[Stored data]
········
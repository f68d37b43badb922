//! Handler functions for the authentication endpoints.
//!
//! Each handler checks field presence, delegates to the injected user
//! directory, and shapes the HTTP reply. Delegate outcomes travel back to the
//! client verbatim with status 200; the only handler-level failures are the
//! fixed 400 responses for missing input.

use crate::auth::models::{AuthResult, IdQuery, LoginRequest, RegisterRequest};
use crate::database::models::NewUserRecord;
use crate::errors::ServiceResult;
use crate::state::AppState;
use crate::utils::crypto;
use axum::{
    extract::{Extension, Json, Query},
    http::{HeaderName, HeaderValue, StatusCode},
    response::{IntoResponse, Response},
};
use serde_json::{Value, json};

/// Response header carrying the derived session token after login.
pub const SESSION_HEADER: &str = "sessionid";

const MSG_REGISTER_MISSING: &str = "[ERROR User Data Missing]: Please enter all fields";
const MSG_LOGIN_MISSING: &str = "[ERROR User Data Missing]: User cannot be logged";
const MSG_NOT_AUTHORISED: &str = "You are not authorised to perform this action";
const MSG_USER_DELETED: &str = "User deleted successfully";
const MSG_DISCONNECTED: &str = "User disconnected";

/// A field counts as present only when it is non-empty.
fn required(field: &Option<String>) -> Option<&str> {
    field.as_deref().filter(|value| !value.is_empty())
}

fn bad_request(message: &str) -> Response {
    (StatusCode::BAD_REQUEST, Json(json!({ "message": message }))).into_response()
}

/// Directory replies go back verbatim; directory failures surface in the
/// response body rather than the status line. Known contract smell, kept for
/// compatibility with existing clients.
fn delegate_reply(result: ServiceResult<Value>) -> Response {
    match result {
        Ok(body) => (StatusCode::OK, Json(body)).into_response(),
        Err(error) => {
            tracing::error!("Delegated operation failed: {}", error);
            (StatusCode::OK, Json(json!({ "error": error.to_string() }))).into_response()
        }
    }
}

/// Handle user registration.
#[axum::debug_handler]
pub async fn register(
    Extension(state): Extension<AppState>,
    Json(payload): Json<RegisterRequest>,
) -> Response {
    let (Some(name), Some(lastname), Some(email), Some(password)) = (
        required(&payload.name),
        required(&payload.lastname),
        required(&payload.email),
        required(&payload.password),
    ) else {
        return bad_request(MSG_REGISTER_MISSING);
    };

    let password_hash = match crypto::hash_password(password) {
        Ok(hash) => hash,
        Err(error) => return delegate_reply(Err(error)),
    };

    let record = NewUserRecord::registration(name, lastname, email, password_hash);

    delegate_reply(state.directory.create(record).await)
}

/// Handle user login.
///
/// On an error-free auth result the response gains a `sessionid` header (a
/// one-way hash of the user id) and the body gains an access token for the
/// guarded routes. The status is 200 either way; only missing fields are a
/// 400 here.
#[axum::debug_handler]
pub async fn login(
    Extension(state): Extension<AppState>,
    Json(payload): Json<LoginRequest>,
) -> Response {
    let (Some(email), Some(password)) = (required(&payload.email), required(&payload.password))
    else {
        return bad_request(MSG_LOGIN_MISSING);
    };

    let mut result = match state.directory.authenticate(email, password).await {
        Ok(result) => result,
        Err(error) => {
            tracing::error!("Authentication delegate failed: {}", error);
            AuthResult::failure(error.to_string())
        }
    };

    let mut session_token = None;
    if !result.is_error() {
        if let Some(id) = result.id.clone() {
            match crypto::derive_session_token(&id) {
                Ok(token) => session_token = Some(token),
                Err(error) => tracing::error!("Session token derivation failed: {}", error),
            }

            let email = result.email.clone().unwrap_or_default();
            match state.tokens.issue(&id, &email) {
                Ok(token) => result.access_token = Some(token),
                Err(error) => tracing::error!("Access token issuance failed: {}", error),
            }
        }
    }

    let mut response = (StatusCode::OK, Json(result)).into_response();
    if let Some(value) = session_token.and_then(|token| HeaderValue::from_str(&token).ok()) {
        response
            .headers_mut()
            .insert(HeaderName::from_static(SESSION_HEADER), value);
    }
    response
}

/// Return the profile of the user named by the `id` query parameter.
#[axum::debug_handler]
pub async fn profile(
    Extension(state): Extension<AppState>,
    Query(query): Query<IdQuery>,
) -> Response {
    let Some(id) = required(&query.id) else {
        return bad_request(MSG_NOT_AUTHORISED);
    };

    delegate_reply(state.directory.fetch_by_id(id).await)
}

/// Delete the user named by the `id` query parameter.
///
/// The directory's reply is discarded; the client always sees the fixed
/// success message.
#[axum::debug_handler]
pub async fn remove_profile(
    Extension(state): Extension<AppState>,
    Query(query): Query<IdQuery>,
) -> Response {
    let Some(id) = required(&query.id) else {
        return bad_request(MSG_NOT_AUTHORISED);
    };

    if let Err(error) = state.directory.delete_by_id(id).await {
        tracing::error!("User deletion failed for {}: {}", id, error);
    }

    (
        StatusCode::OK,
        Json(json!({ "message": MSG_USER_DELETED })),
    )
        .into_response()
}

/// Handle logout.
///
/// Session tokens are derived at login and never stored, so there is nothing
/// server-side to revoke; clients drop their credentials.
#[axum::debug_handler]
pub async fn logout() -> impl IntoResponse {
    (StatusCode::OK, MSG_DISCONNECTED)
}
········
# What is expected
Would you please copy out every line of the data exactly?

# Response
repository f68d37b43badb922
//! Handler functions for the authentication endpoints.
//!
//! Each handler checks field presence, delegates to the injected user
//! directory, and shapes the HTTP reply. Delegate outcomes travel back to the
//! client verbatim with status 200; the only handler-level failures are the
//! fixed 400 responses for missing input.

use crate::auth::models::{AuthResult, IdQuery, LoginRequest, RegisterRequest};
use crate::database::models::NewUserRecord;
use crate::errors::ServiceResult;
use crate::state::AppState;
use crate::utils::crypto;
use axum::{
    extract::{Extension, Json, Query},
    http::{HeaderName, HeaderValue, StatusCode},
    response::{IntoResponse, Response},
};
use serde_json::{Value, json};

/// Response header carrying the derived session token after login.
pub const SESSION_HEADER: &str = "sessionid";

const MSG_REGISTER_MISSING: &str = "[ERROR User Data Missing]: Please enter all fields";
const MSG_LOGIN_MISSING: &str = "[ERROR User Data Missing]: User cannot be logged";
const MSG_NOT_AUTHORISED: &str = "You are not authorised to perform this action";
const MSG_USER_DELETED: &str = "User deleted successfully";
const MSG_DISCONNECTED: &str = "User disconnected";

/// A field counts as present only when it is non-empty.
fn required(field: &Option<String>) -> Option<&str> {
    field.as_deref().filter(|value| !value.is_empty())
}

fn bad_request(message: &str) -> Response {
    (StatusCode::BAD_REQUEST, Json(json!({ "message": message }))).into_response()
}

/// Directory replies go back verbatim; directory failures surface in the
/// response body rather than the status line. Known contract smell, kept for
/// compatibility with existing clients.
fn delegate_reply(result: ServiceResult<Value>) -> Response {
    match result {
        Ok(body) => (StatusCode::OK, Json(body)).into_response(),
        Err(error) => {
            tracing::error!("Delegated operation failed: {}", error);
            (StatusCode::OK, Json(json!({ "error": error.to_string() }))).into_response()
        }
    }
}

/// Handle user registration.
#[axum::debug_handler]
pub async fn register(
    Extension(state): Extension<AppState>,
    Json(payload): Json<RegisterRequest>,
) -> Response {
    let (Some(name), Some(lastname), Some(email), Some(password)) = (
        required(&payload.name),
        required(&payload.lastname),
        required(&payload.email),
        required(&payload.password),
    ) else {
        return bad_request(MSG_REGISTER_MISSING);
    };

    let password_hash = match crypto::hash_password(password) {
        Ok(hash) => hash,
        Err(error) => return delegate_reply(Err(error)),
    };

    let record = NewUserRecord::registration(name, lastname, email, password_hash);

    delegate_reply(state.directory.create(record).await)
}

/// Handle user login.
///
/// On an error-free auth result the response gains a `sessionid` header (a
/// one-way hash of the user id) and the body gains an access token for the
/// guarded routes. The status is 200 either way; only missing fields are a
/// 400 here.
#[axum::debug_handler]
pub async fn login(
    Extension(state): Extension<AppState>,
    Json(payload): Json<LoginRequest>,
) -> Response {
    let (Some(email), Some(password)) = (required(&payload.email), required(&payload.password))
    else {
        return bad_request(MSG_LOGIN_MISSING);
    };

    let mut result = match state.directory.authenticate(email, password).await {
        Ok(result) => result,
        Err(error) => {
            tracing::error!("Authentication delegate failed: {}", error);
            AuthResult::failure(error.to_string())
        }
    };

    let mut session_token = None;
    if !result.is_error() {
        if let Some(id) = result.id.clone() {
            match crypto::derive_session_token(&id) {
                Ok(token) => session_token = Some(token),
                Err(error) => tracing::error!("Session token derivation failed: {}", error),
            }

            let email = result.email.clone().unwrap_or_default();
            match state.tokens.issue(&id, &email) {
                Ok(token) => result.access_token = Some(token),
                Err(error) => tracing::error!("Access token issuance failed: {}", error),
            }
        }
    }

    let mut response = (StatusCode::OK, Json(result)).into_response();
    if let Some(value) = session_token.and_then(|token| HeaderValue::from_str(&token).ok()) {
        response
            .headers_mut()
            .insert(HeaderName::from_static(SESSION_HEADER), value);
    }
    response
}

/// Return the profile of the user named by the `id` query parameter.
#[axum::debug_handler]
pub async fn profile(
    Extension(state): Extension<AppState>,
    Query(query): Query<IdQuery>,
) -> Response {
    let Some(id) = required(&query.id) else {
        return bad_request(MSG_NOT_AUTHORISED);
    };

    delegate_reply(state.directory.fetch_by_id(id).await)
}

/// Delete the user named by the `id` query parameter.
///
/// The directory's reply is discarded; the client always sees the fixed
/// success message.
#[axum::debug_handler]
pub async fn remove_profile(
    Extension(state): Extension<AppState>,
    Query(query): Query<IdQuery>,
) -> Response {
    let Some(id) = required(&query.id) else {
        return bad_request(MSG_NOT_AUTHORISED);
    };

    if let Err(error) = state.directory.delete_by_id(id).await {
        tracing::error!("User deletion failed for {}: {}", id, error);
    }

    (
        StatusCode::OK,
        Json(json!({ "message": MSG_USER_DELETED })),
    )
        .into_response()
}

/// Handle logout.
///
/// Session tokens are derived at login and never stored, so there is nothing
/// server-side to revoke; clients drop their credentials.
#[axum::debug_handler]
pub async fn logout() -> impl IntoResponse {
    (StatusCode::OK, MSG_DISCONNECTED)
}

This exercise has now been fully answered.